Data records:
################

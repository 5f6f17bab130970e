//! CSV export of record collections.
//!
//! One rule for every entity: RFC 4180 conditional quoting, CRLF line
//! endings, and list values joined with [`MULTI_VALUE_DELIMITER`].

use std::borrow::Cow;
use std::path::Path;

use crate::errors::AppError;
use crate::models::{Entity, FieldValue, SHARED_COLUMNS};

/// Joins list values such as tags inside a single column.
pub const MULTI_VALUE_DELIMITER: &str = "|";

const LINE_ENDING: &str = "\r\n";

/// Quote a field when it contains a comma, a double quote, CR or LF.
pub fn escape_field(value: &str) -> Cow<'_, str> {
    if value.contains([',', '"', '\r', '\n']) {
        Cow::Owned(format!("\"{}\"", value.replace('"', "\"\"")))
    } else {
        Cow::Borrowed(value)
    }
}

/// Flatten a field value to its cell text.
pub fn render_value(value: &FieldValue) -> String {
    match value {
        FieldValue::Text(text) => text.clone(),
        FieldValue::List(items) => items.join(MULTI_VALUE_DELIMITER),
        FieldValue::Number(number) => number.to_string(),
        FieldValue::Integer(number) => number.to_string(),
    }
}

fn is_known_column<E: Entity>(name: &str) -> bool {
    SHARED_COLUMNS.contains(&name) || E::EXPORTABLE_COLUMNS.contains(&name)
}

fn push_row<'a>(out: &mut String, cells: impl Iterator<Item = Cow<'a, str>>) {
    for (index, cell) in cells.enumerate() {
        if index > 0 {
            out.push(',');
        }
        out.push_str(&cell);
    }
    out.push_str(LINE_ENDING);
}

/// Render `records` as CSV with the given header columns.
///
/// An empty column list means `E::CSV_COLUMNS`.
pub fn export_csv<E: Entity, S: AsRef<str>>(records: &[E], columns: &[S]) -> Result<String, AppError> {
    let columns: Vec<&str> = if columns.is_empty() {
        E::CSV_COLUMNS.to_vec()
    } else {
        columns.iter().map(AsRef::as_ref).collect()
    };

    if let Some(unknown) = columns.iter().find(|c| !is_known_column::<E>(c)) {
        return Err(AppError::Validation(format!(
            "Unknown export column '{}' for {}",
            unknown,
            E::KIND
        )));
    }

    let mut out = String::new();
    push_row(&mut out, columns.iter().map(|c| escape_field(c)));

    for record in records {
        let cells = columns.iter().map(|column| {
            let value = record
                .column(column)
                .map(|v| render_value(&v))
                .unwrap_or_default();
            Cow::Owned(escape_field(&value).into_owned())
        });
        push_row(&mut out, cells);
    }

    tracing::debug!("Exported {} {} records", records.len(), E::KIND);
    Ok(out)
}

/// Write rendered CSV to a file, creating parent directories.
pub async fn write_to(path: &Path, csv: &str) -> Result<(), AppError> {
    if let Some(parent) = path.parent().filter(|p| !p.as_os_str().is_empty()) {
        tokio::fs::create_dir_all(parent).await.map_err(|e| {
            AppError::Internal(format!("Failed to create {}: {}", parent.display(), e))
        })?;
    }
    tokio::fs::write(path, csv)
        .await
        .map_err(|e| AppError::Internal(format!("Failed to write {}: {}", path.display(), e)))
}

################

# Exercise
For this task, write out exactly the lines of the entries above, starting at the line with "pub fn render_value(value: &FieldValue)" and ending at the line with "let columns: Vec<&str>", both included, and no others.

# Output of the task
pub fn render_value(value: &FieldValue) -> String {
    match value {
        FieldValue::Text(text) => text.clone(),
        FieldValue::List(items) => items.join(MULTI_VALUE_DELIMITER),
        FieldValue::Number(number) => number.to_string(),
        FieldValue::Integer(number) => number.to_string(),
    }
}

fn is_known_column<E: Entity>(name: &str) -> bool {
    SHARED_COLUMNS.contains(&name) || E::EXPORTABLE_COLUMNS.contains(&name)
}

fn push_row<'a>(out: &mut String, cells: impl Iterator<Item = Cow<'a, str>>) {
    for (index, cell) in cells.enumerate() {
        if index > 0 {
            out.push(',');
        }
        out.push_str(&cell);
    }
    out.push_str(LINE_ENDING);
}

/// Render `records` as CSV with the given header columns.
///
/// An empty column list means `E::CSV_COLUMNS`.
pub fn export_csv<E: Entity, S: AsRef<str>>(records: &[E], columns: &[S]) -> Result<String, AppError> {
    let columns: Vec<&str> = if columns.is_empty() {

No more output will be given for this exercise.